==== Given records ====

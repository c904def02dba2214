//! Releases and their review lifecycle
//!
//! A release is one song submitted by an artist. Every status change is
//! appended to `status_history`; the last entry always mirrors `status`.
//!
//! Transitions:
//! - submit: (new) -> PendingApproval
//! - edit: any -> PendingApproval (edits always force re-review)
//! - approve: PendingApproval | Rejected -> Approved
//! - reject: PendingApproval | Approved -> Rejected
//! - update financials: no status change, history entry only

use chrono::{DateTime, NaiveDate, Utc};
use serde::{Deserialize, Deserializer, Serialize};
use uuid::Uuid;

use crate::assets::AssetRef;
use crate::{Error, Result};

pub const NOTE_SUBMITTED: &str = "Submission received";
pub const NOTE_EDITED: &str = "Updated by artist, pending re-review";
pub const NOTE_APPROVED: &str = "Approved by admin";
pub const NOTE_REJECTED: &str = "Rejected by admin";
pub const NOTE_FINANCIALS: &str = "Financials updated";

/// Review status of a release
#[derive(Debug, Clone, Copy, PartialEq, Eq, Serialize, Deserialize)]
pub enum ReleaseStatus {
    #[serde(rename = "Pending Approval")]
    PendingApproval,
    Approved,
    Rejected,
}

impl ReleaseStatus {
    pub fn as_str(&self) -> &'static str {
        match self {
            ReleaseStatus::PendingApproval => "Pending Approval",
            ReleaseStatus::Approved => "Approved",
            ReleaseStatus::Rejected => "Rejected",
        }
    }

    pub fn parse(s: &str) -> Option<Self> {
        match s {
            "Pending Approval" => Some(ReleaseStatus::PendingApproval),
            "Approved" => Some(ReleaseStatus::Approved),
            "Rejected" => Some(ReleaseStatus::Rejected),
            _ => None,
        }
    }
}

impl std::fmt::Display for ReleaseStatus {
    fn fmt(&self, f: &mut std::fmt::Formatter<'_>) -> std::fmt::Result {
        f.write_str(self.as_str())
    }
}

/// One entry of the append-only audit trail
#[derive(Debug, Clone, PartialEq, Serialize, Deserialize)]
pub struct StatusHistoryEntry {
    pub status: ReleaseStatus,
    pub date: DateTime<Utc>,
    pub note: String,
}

====
==== Given records ====

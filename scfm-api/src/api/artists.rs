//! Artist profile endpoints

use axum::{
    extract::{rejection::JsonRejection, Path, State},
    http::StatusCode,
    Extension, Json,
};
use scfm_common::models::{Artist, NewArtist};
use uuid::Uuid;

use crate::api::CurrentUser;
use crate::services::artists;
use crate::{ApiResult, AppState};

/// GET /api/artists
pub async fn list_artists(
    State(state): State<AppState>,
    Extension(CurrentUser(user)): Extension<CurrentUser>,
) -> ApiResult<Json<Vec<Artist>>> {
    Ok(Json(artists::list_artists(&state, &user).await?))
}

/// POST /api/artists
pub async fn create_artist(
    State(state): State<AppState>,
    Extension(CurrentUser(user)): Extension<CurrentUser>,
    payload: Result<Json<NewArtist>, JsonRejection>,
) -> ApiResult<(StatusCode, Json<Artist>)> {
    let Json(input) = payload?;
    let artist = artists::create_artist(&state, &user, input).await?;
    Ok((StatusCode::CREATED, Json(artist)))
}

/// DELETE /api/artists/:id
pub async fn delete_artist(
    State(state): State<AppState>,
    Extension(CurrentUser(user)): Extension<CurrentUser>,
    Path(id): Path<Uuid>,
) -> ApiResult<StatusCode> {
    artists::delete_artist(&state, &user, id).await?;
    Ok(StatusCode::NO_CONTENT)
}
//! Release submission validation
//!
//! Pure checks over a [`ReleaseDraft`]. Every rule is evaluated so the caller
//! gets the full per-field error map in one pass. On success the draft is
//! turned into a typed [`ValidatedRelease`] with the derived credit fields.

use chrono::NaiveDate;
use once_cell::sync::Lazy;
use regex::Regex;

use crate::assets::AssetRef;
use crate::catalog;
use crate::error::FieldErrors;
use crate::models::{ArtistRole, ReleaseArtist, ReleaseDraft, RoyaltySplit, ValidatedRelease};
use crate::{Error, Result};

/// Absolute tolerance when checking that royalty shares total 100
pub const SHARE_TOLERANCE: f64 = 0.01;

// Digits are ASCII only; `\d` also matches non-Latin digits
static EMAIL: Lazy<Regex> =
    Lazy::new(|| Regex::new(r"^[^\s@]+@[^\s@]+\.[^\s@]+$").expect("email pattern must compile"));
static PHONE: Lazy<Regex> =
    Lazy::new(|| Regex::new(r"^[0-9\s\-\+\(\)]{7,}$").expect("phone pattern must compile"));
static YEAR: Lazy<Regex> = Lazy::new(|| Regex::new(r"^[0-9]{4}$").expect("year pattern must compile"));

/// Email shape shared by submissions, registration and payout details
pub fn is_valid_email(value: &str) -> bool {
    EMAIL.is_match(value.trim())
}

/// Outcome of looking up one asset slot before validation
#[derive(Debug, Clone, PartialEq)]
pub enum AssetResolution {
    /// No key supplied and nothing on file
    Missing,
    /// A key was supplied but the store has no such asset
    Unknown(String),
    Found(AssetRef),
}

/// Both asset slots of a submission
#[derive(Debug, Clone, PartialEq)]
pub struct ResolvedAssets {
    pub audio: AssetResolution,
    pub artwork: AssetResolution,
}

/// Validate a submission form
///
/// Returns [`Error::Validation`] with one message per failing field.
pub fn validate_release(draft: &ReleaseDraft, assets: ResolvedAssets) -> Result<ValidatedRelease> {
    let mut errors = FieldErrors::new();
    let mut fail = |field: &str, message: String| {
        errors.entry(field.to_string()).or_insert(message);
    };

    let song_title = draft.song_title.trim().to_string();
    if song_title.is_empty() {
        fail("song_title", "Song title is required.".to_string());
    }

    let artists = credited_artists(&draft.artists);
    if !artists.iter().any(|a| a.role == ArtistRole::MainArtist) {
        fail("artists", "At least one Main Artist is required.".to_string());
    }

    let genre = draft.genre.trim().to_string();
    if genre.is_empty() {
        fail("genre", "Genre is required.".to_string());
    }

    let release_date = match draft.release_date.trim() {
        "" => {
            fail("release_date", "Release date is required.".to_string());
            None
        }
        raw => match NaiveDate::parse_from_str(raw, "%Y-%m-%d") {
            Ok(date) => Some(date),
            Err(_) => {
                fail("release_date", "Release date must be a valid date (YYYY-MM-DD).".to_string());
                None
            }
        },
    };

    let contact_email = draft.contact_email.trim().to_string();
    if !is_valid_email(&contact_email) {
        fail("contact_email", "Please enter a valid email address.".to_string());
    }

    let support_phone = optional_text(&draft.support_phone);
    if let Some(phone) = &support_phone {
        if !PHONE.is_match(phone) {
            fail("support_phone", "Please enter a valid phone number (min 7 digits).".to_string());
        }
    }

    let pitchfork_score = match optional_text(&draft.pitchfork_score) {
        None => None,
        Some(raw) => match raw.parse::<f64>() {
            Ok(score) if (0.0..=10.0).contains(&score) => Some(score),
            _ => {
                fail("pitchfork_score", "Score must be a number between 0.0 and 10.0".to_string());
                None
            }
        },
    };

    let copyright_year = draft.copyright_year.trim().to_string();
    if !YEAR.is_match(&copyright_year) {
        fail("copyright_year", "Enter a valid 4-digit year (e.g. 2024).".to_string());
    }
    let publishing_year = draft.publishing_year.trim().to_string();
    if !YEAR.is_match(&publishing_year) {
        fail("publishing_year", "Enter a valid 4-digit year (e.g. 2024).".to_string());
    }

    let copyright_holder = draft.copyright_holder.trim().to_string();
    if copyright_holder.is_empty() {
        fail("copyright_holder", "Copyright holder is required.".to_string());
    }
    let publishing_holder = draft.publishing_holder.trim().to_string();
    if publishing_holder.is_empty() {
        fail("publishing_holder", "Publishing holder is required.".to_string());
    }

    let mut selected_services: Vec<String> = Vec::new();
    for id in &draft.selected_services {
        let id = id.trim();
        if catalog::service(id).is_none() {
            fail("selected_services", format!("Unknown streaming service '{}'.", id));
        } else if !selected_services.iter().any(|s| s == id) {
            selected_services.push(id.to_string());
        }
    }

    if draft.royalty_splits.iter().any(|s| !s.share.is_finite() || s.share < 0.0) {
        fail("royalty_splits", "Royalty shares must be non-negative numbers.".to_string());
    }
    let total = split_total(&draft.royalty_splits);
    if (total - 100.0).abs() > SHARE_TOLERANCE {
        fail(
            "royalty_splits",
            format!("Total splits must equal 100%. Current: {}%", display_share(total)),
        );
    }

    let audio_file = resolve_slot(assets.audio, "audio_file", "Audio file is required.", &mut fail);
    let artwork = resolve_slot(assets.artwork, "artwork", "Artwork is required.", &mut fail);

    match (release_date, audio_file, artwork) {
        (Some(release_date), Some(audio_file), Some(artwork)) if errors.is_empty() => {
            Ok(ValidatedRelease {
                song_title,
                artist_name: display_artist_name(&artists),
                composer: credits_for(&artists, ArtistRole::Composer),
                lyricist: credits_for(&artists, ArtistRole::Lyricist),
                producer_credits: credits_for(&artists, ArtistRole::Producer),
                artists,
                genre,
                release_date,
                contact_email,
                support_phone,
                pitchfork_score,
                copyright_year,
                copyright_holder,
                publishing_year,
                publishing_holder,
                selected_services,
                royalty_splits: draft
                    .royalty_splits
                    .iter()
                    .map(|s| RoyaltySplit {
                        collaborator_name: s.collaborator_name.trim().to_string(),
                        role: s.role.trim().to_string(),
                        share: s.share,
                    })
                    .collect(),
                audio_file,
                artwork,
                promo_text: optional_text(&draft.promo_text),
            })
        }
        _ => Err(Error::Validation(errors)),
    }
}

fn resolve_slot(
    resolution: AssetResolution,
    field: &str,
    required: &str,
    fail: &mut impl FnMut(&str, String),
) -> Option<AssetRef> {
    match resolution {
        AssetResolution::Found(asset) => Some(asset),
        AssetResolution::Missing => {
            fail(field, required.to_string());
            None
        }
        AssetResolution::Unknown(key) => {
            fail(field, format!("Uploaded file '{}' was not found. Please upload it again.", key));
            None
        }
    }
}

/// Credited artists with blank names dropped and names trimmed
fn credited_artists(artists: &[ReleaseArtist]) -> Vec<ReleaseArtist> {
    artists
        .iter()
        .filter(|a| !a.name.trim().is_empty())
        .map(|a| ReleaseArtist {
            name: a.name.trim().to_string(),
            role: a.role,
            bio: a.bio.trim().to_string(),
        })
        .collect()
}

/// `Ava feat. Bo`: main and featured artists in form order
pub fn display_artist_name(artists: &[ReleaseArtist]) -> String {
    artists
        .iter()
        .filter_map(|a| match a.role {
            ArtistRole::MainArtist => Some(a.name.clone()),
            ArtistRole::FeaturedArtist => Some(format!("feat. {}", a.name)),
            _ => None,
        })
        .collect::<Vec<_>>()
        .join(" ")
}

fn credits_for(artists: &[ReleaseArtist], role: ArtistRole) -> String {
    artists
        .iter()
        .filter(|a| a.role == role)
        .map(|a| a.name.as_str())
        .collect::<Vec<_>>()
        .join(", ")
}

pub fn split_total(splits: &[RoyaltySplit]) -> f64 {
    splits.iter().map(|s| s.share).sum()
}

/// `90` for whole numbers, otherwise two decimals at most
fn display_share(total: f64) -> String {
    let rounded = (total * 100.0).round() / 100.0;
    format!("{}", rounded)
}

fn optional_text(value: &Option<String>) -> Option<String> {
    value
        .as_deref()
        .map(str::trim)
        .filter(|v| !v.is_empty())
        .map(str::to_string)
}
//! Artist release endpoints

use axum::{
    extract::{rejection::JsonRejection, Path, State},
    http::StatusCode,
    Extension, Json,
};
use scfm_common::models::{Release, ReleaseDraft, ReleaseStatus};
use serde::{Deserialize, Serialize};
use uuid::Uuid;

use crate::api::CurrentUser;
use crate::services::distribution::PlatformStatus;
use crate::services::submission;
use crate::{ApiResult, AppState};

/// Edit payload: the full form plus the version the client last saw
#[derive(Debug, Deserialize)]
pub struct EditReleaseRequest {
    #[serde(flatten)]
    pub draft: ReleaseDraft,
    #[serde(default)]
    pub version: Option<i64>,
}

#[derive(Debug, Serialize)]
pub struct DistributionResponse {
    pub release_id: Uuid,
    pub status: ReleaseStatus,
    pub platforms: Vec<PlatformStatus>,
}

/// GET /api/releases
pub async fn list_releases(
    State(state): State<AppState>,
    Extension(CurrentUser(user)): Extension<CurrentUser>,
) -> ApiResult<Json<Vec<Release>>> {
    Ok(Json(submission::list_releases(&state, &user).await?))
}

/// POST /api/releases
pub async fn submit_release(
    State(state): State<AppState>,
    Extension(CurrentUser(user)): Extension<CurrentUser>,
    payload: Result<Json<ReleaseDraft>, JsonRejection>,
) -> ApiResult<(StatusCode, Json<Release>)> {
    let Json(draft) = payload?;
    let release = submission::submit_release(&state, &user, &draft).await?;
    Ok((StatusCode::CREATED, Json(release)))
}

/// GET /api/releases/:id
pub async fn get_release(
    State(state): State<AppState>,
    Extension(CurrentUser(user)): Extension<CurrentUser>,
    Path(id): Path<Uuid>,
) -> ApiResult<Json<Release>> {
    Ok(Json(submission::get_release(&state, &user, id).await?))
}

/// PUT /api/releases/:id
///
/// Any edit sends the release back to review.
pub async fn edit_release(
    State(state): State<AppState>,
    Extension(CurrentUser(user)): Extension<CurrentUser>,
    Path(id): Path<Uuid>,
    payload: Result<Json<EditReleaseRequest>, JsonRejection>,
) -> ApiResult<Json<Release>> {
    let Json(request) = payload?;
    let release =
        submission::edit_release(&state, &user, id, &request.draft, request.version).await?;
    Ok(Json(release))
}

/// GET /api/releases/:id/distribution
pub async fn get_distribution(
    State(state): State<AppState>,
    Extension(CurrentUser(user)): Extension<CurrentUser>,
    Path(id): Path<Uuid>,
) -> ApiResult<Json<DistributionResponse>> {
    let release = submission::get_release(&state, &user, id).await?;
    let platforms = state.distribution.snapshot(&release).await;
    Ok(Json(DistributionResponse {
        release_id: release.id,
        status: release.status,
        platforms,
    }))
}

====
==== Given records ====

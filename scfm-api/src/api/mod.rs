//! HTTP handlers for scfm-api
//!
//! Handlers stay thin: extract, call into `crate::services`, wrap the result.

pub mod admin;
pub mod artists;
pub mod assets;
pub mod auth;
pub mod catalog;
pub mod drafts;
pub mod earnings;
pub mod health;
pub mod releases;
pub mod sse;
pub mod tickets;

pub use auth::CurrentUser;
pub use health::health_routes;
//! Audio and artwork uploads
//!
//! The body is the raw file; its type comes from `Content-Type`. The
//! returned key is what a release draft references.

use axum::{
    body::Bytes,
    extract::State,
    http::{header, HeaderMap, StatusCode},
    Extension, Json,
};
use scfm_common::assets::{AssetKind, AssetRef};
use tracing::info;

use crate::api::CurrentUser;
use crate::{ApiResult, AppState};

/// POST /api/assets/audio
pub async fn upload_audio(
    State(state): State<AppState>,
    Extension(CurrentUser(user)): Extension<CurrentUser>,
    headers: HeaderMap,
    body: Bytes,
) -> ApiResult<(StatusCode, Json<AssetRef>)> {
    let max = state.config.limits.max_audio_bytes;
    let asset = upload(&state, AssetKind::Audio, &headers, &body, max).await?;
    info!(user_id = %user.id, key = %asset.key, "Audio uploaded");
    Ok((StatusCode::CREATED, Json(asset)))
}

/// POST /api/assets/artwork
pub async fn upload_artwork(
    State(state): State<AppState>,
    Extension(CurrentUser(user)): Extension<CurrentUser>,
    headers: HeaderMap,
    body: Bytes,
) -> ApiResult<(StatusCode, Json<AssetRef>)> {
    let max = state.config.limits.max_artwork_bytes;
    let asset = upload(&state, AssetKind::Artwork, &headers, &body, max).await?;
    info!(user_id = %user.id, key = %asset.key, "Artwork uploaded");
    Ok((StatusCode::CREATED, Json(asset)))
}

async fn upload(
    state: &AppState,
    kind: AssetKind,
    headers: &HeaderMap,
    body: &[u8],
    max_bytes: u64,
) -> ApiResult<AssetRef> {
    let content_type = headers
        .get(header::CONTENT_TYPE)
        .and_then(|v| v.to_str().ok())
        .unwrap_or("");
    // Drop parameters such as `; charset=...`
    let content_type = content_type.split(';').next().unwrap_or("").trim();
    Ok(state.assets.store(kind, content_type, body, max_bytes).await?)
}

====

### [Exercise aim]
Each line above with the string "payload" should be reported in full.

### [Expected answer]
    payload: Result<Json<NewArtist>, JsonRejection>,
    let Json(input) = payload?;
/// Edit payload: the full form plus the version the client last saw
    payload: Result<Json<ReleaseDraft>, JsonRejection>,
    let Json(draft) = payload?;
    payload: Result<Json<EditReleaseRequest>, JsonRejection>,
    let Json(request) = payload?;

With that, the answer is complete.